Provided information:
impl ImportHost for DriverHost<'_> {
    fn resolve_import(&mut self, alias: &str, args: IndexMap<String, Value>, span: Span, errors: &mut DiagnosticQueue) -> Value {
        let Some(import_directive) = self.directives.find_import(alias) else {
            return Value::Undefined;
        };
        let target = resolve_relative(&self.current_dir, &import_directive.path.text);
        let verified = match verify_path(&target, self.base_path, self.unsafe_mode, span) {
            Ok(v) => v,
            Err(diag) => {
                errors.push(diag);
                return Value::Undefined;
            }
        };
        if let Some(cycle) = self.state.graph.bind_paths(&self.current_canonical, &verified.canonical) {
            errors.push(Diagnostic::error(ErrorCode::D007, span, format!("circular import: {}", format_cycle(&cycle))));
            return Value::Undefined;
        }

        let result = compile_module(ModuleCall {
            state: self.state,
            canonical_hint: &verified.canonical,
            base_path: self.base_path,
            unsafe_mode: self.unsafe_mode,
            filename_hint: &import_directive.alias.text,
            params: &args,
            universal_params: self.universal_params,
            ignore_tags: self.ignore_tags,
            schema: self.schema,
            ignore_private: self.ignore_private,
            is_root: false,
        });
        errors.extend(result.errors);
        result.value
    }
}
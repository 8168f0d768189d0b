//! The import dependency graph (C5, `SPEC_FULL.md` §4.5.2): one node per
//! canonical module path, edges for "imports from", and the entry-point
//! set used by [`DependencyGraph::purge`] to release subgraphs no module
//! reaches any more.

use std::collections::HashSet;
use std::path::{Path, PathBuf};

use indexmap::{IndexMap, IndexSet};

#[derive(Default)]
struct Node {
    deps: IndexSet<PathBuf>,
}

/// A directed graph of module imports, keyed by canonical path.
///
/// Insertion order is preserved (via [`IndexMap`]/[`IndexSet`]) purely so
/// that cycle and purge reports list paths in the order they were first
/// seen, which is what a reader expects from a diagnostic.
#[derive(Default)]
pub struct DependencyGraph {
    nodes: IndexMap<PathBuf, Node>,
    entry_points: IndexSet<PathBuf>,
}

impl DependencyGraph {
    pub fn new() -> Self {
        Self::default()
    }

    /// Ensures `path` is present, marking it an entry point if `is_entry`.
    pub fn add_dep(&mut self, path: PathBuf, is_entry: bool) {
        self.nodes.entry(path.clone()).or_default();
        if is_entry {
            self.entry_points.insert(path);
        }
    }

    /// Adds the edge `from -> to`. If `to` can already reach `from` (or
    /// `from == to`), the edge would close a cycle: it is **not** added,
    /// and the full cycle path (`from`, then the path from `to` back to
    /// `from`) is returned for reporting.
    pub fn bind_paths(&mut self, from: &Path, to: &Path) -> Option<Vec<PathBuf>> {
        self.add_dep(from.to_path_buf(), false);
        self.add_dep(to.to_path_buf(), false);

        if from == to {
            return Some(vec![from.to_path_buf(), to.to_path_buf()]);
        }
        if let Some(back) = self.find_path(to, from) {
            let mut cycle = vec![from.to_path_buf()];
            cycle.extend(back);
            return Some(cycle);
        }

        self.nodes
            .get_mut(from)
            .expect("add_dep just inserted this node")
            .deps
            .insert(to.to_path_buf());
        None
    }

    /// Depth-first search for a path from `start` to `target`, following
    /// forward (import) edges. Returns the path including both endpoints.
    fn find_path(&self, start: &Path, target: &Path) -> Option<Vec<PathBuf>> {
        let mut visited = HashSet::new();
        let mut stack = vec![vec![start.to_path_buf()]];

        while let Some(path) = stack.pop() {
            let current = path.last().expect("path is never empty");
            if current == target {
                return Some(path);
            }
            if !visited.insert(current.clone()) {
                continue;
            }
            if let Some(node) = self.nodes.get(current) {
                for dep in &node.deps {
                    let mut next = path.clone();
                    next.push(dep.clone());
                    stack.push(next);
                }
            }
        }
        None
    }

    /// Drops `remove` (if any) from the entry-point set, then deletes every
    /// node no longer reachable from a remaining entry point. Returns the
    /// removed paths.
    pub fn purge(&mut self, remove: Option<&[PathBuf]>) -> Vec<PathBuf> {
        if let Some(remove) = remove {
            for path in remove {
                self.entry_points.shift_remove(path);
            }
        }

        let reachable = self.reachable_from_entries();
        let to_remove: Vec<PathBuf> = self
            .nodes
            .keys()
            .filter(|path| !reachable.contains(*path))
            .cloned()
            .collect();

        for path in &to_remove {
            self.nodes.shift_remove(path);
        }
        to_remove
    }

    fn reachable_from_entries(&self) -> HashSet<PathBuf> {
        let mut seen = HashSet::new();
        let mut stack: Vec<PathBuf> = self.entry_points.iter().cloned().collect();
        while let Some(path) = stack.pop() {
            if !seen.insert(path.clone()) {
                continue;
            }
            if let Some(node) = self.nodes.get(&path) {
                for dep in &node.deps {
                    stack.push(dep.clone());
                }
            }
        }
        seen
    }

    /// Clears every node and entry point.
    pub fn reset(&mut self) {
        self.nodes.clear();
        self.entry_points.clear();
    }

    pub fn contains(&self, path: &Path) -> bool {
        self.nodes.contains_key(path)
    }

    /// Every path currently tracked, entry points and their transitive
    /// imports alike — used by the live loader to know what to watch.
    pub fn paths(&self) -> Vec<PathBuf> {
        self.nodes.keys().cloned().collect()
    }

    pub fn len(&self) -> usize {
        self.nodes.len()
    }

    pub fn is_empty(&self) -> bool {
        self.nodes.is_empty()
    }
}

#[cfg(test)]
mod tests {
    use super::*;

    fn p(s: &str) -> PathBuf {
        PathBuf::from(s)
    }

    #[test]
    fn bind_paths_adds_edge() {
        let mut g = DependencyGraph::new();
        g.add_dep(p("/a"), true);
        assert!(g.bind_paths(&p("/a"), &p("/b")).is_none());
        assert!(g.contains(&p("/b")));
    }

    #[test]
    fn self_import_is_a_cycle() {
        let mut g = DependencyGraph::new();
        let cycle = g.bind_paths(&p("/a"), &p("/a"));
        assert_eq!(cycle, Some(vec![p("/a"), p("/a")]));
    }

    #[test]
    fn indirect_cycle_is_detected_and_not_persisted() {
        let mut g = DependencyGraph::new();
        assert!(g.bind_paths(&p("/x"), &p("/y")).is_none());
        let cycle = g.bind_paths(&p("/y"), &p("/x"));
        assert_eq!(cycle, Some(vec![p("/y"), p("/x"), p("/y")]));
        // the cyclic edge y -> x must not have been persisted
        assert!(g.bind_paths(&p("/y"), &p("/z")).is_none());
        assert!(g.contains(&p("/z")));
    }

    #[test]
    fn purge_removes_unreachable_nodes() {
        let mut g = DependencyGraph::new();
        g.add_dep(p("/entry"), true);
        g.bind_paths(&p("/entry"), &p("/dep"));
        g.add_dep(p("/orphan"), false);

        let removed = g.purge(None);
        assert_eq!(removed, vec![p("/orphan")]);
        assert!(g.contains(&p("/entry")));
        assert!(g.contains(&p("/dep")));
        assert!(!g.contains(&p("/orphan")));
    }

    #[test]
    fn purge_with_removed_entry_drops_its_subgraph() {
        let mut g = DependencyGraph::new();
        g.add_dep(p("/entry"), true);
        g.bind_paths(&p("/entry"), &p("/dep"));

        let removed = g.purge(Some(&[p("/entry")]));
        assert_eq!(removed.len(), 2);
        assert!(g.is_empty());
    }

    #[test]
    fn reset_clears_everything() {
        let mut g = DependencyGraph::new();
        g.add_dep(p("/a"), true);
        g.reset();
        assert!(g.is_empty());
    }
}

Exercise details:
Give each entry again, spelled exactly as shown.

Expected output:
impl ImportHost for DriverHost<'_> {
    fn resolve_import(&mut self, alias: &str, args: IndexMap<String, Value>, span: Span, errors: &mut DiagnosticQueue) -> Value {
        let Some(import_directive) = self.directives.find_import(alias) else {
            return Value::Undefined;
        };
        let target = resolve_relative(&self.current_dir, &import_directive.path.text);
        let verified = match verify_path(&target, self.base_path, self.unsafe_mode, span) {
            Ok(v) => v,
            Err(diag) => {
                errors.push(diag);
                return Value::Undefined;
            }
        };
        if let Some(cycle) = self.state.graph.bind_paths(&self.current_canonical, &verified.canonical) {
            errors.push(Diagnostic::error(ErrorCode::D007, span, format!("circular import: {}", format_cycle(&cycle))));
            return Value::Undefined;
        }

        let result = compile_module(ModuleCall {
            state: self.state,
            canonical_hint: &verified.canonical,
            base_path: self.base_path,
            unsafe_mode: self.unsafe_mode,
            filename_hint: &import_directive.alias.text,
            params: &args,
            universal_params: self.universal_params,
            ignore_tags: self.ignore_tags,
            schema: self.schema,
            ignore_private: self.ignore_private,
            is_root: false,
        });
        errors.extend(result.errors);
        result.value
    }
}
repository 8168f0d768189d0b
//! The import dependency graph (C5, `SPEC_FULL.md` §4.5.2): one node per
//! canonical module path, edges for "imports from", and the entry-point
//! set used by [`DependencyGraph::purge`] to release subgraphs no module
//! reaches any more.

use std::collections::HashSet;
use std::path::{Path, PathBuf};

use indexmap::{IndexMap, IndexSet};

#[derive(Default)]
struct Node {
    deps: IndexSet<PathBuf>,
}

/// A directed graph of module imports, keyed by canonical path.
///
/// Insertion order is preserved (via [`IndexMap`]/[`IndexSet`]) purely so
/// that cycle and purge reports list paths in the order they were first
/// seen, which is what a reader expects from a diagnostic.
#[derive(Default)]
pub struct DependencyGraph {
    nodes: IndexMap<PathBuf, Node>,
    entry_points: IndexSet<PathBuf>,
}

impl DependencyGraph {
    pub fn new() -> Self {
        Self::default()
    }

    /// Ensures `path` is present, marking it an entry point if `is_entry`.
    pub fn add_dep(&mut self, path: PathBuf, is_entry: bool) {
        self.nodes.entry(path.clone()).or_default();
        if is_entry {
            self.entry_points.insert(path);
        }
    }

    /// Adds the edge `from -> to`. If `to` can already reach `from` (or
    /// `from == to`), the edge would close a cycle: it is **not** added,
    /// and the full cycle path (`from`, then the path from `to` back to
    /// `from`) is returned for reporting.
    pub fn bind_paths(&mut self, from: &Path, to: &Path) -> Option<Vec<PathBuf>> {
        self.add_dep(from.to_path_buf(), false);
        self.add_dep(to.to_path_buf(), false);

        if from == to {
            return Some(vec![from.to_path_buf(), to.to_path_buf()]);
        }
        if let Some(back) = self.find_path(to, from) {
            let mut cycle = vec![from.to_path_buf()];
            cycle.extend(back);
            return Some(cycle);
        }

        self.nodes
            .get_mut(from)
            .expect("add_dep just inserted this node")
            .deps
            .insert(to.to_path_buf());
        None
    }

    /// Depth-first search for a path from `start` to `target`, following
    /// forward (import) edges. Returns the path including both endpoints.
    fn find_path(&self, start: &Path, target: &Path) -> Option<Vec<PathBuf>> {
        let mut visited = HashSet::new();
        let mut stack = vec![vec![start.to_path_buf()]];

        while let Some(path) = stack.pop() {
            let current = path.last().expect("path is never empty");
            if current == target {
                return Some(path);
            }
            if !visited.insert(current.clone()) {
                continue;
            }
            if let Some(node) = self.nodes.get(current) {
                for dep in &node.deps {
                    let mut next = path.clone();
                    next.push(dep.clone());
                    stack.push(next);
                }
            }
        }
        None
    }

    /// Drops `remove` (if any) from the entry-point set, then deletes every
    /// node no longer reachable from a remaining entry point. Returns the
    /// removed paths.
    pub fn purge(&mut self, remove: Option<&[PathBuf]>) -> Vec<PathBuf> {
        if let Some(remove) = remove {
            for path in remove {
                self.entry_points.shift_remove(path);
            }
        }

        let reachable = self.reachable_from_entries();
        let to_remove: Vec<PathBuf> = self
            .nodes
            .keys()
            .filter(|path| !reachable.contains(*path))
            .cloned()
            .collect();

        for path in &to_remove {
            self.nodes.shift_remove(path);
        }
        to_remove
    }

    fn reachable_from_entries(&self) -> HashSet<PathBuf> {
        let mut seen = HashSet::new();
        let mut stack: Vec<PathBuf> = self.entry_points.iter().cloned().collect();
        while let Some(path) = stack.pop() {
            if !seen.insert(path.clone()) {
                continue;
            }
            if let Some(node) = self.nodes.get(&path) {
                for dep in &node.deps {
                    stack.push(dep.clone());
                }
            }
        }
        seen
    }

    /// Clears every node and entry point.
    pub fn reset(&mut self) {
        self.nodes.clear();
        self.entry_points.clear();
    }

    pub fn contains(&self, path: &Path) -> bool {
        self.nodes.contains_key(path)
    }

    /// Every path currently tracked, entry points and their transitive
    /// imports alike — used by the live loader to know what to watch.
    pub fn paths(&self) -> Vec<PathBuf> {
        self.nodes.keys().cloned().collect()
    }

    pub fn len(&self) -> usize {
        self.nodes.len()
    }

    pub fn is_empty(&self) -> bool {
        self.nodes.is_empty()
    }
}

#[cfg(test)]
mod tests {
    use super::*;

    fn p(s: &str) -> PathBuf {
        PathBuf::from(s)
    }

    #[test]
    fn bind_paths_adds_edge() {
        let mut g = DependencyGraph::new();
        g.add_dep(p("/a"), true);
        assert!(g.bind_paths(&p("/a"), &p("/b")).is_none());
        assert!(g.contains(&p("/b")));
    }

    #[test]
    fn self_import_is_a_cycle() {
        let mut g = DependencyGraph::new();
        let cycle = g.bind_paths(&p("/a"), &p("/a"));
        assert_eq!(cycle, Some(vec![p("/a"), p("/a")]));
    }

    #[test]
    fn indirect_cycle_is_detected_and_not_persisted() {
        let mut g = DependencyGraph::new();
        assert!(g.bind_paths(&p("/x"), &p("/y")).is_none());
        let cycle = g.bind_paths(&p("/y"), &p("/x"));
        assert_eq!(cycle, Some(vec![p("/y"), p("/x"), p("/y")]));
        // the cyclic edge y -> x must not have been persisted
        assert!(g.bind_paths(&p("/y"), &p("/z")).is_none());
        assert!(g.contains(&p("/z")));
    }

    #[test]
    fn purge_removes_unreachable_nodes() {
        let mut g = DependencyGraph::new();
        g.add_dep(p("/entry"), true);
        g.bind_paths(&p("/entry"), &p("/dep"));
        g.add_dep(p("/orphan"), false);

        let removed = g.purge(None);
        assert_eq!(removed, vec![p("/orphan")]);
        assert!(g.contains(&p("/entry")));
        assert!(g.contains(&p("/dep")));
        assert!(!g.contains(&p("/orphan")));
    }

    #[test]
    fn purge_with_removed_entry_drops_its_subgraph() {
        let mut g = DependencyGraph::new();
        g.add_dep(p("/entry"), true);
        g.bind_paths(&p("/entry"), &p("/dep"));

        let removed = g.purge(Some(&[p("/entry")]));
        assert_eq!(removed.len(), 2);
        assert!(g.is_empty());
    }

    #[test]
    fn reset_clears_everything() {
        let mut g = DependencyGraph::new();
        g.add_dep(p("/a"), true);
        g.reset();
        assert!(g.is_empty());
    }
}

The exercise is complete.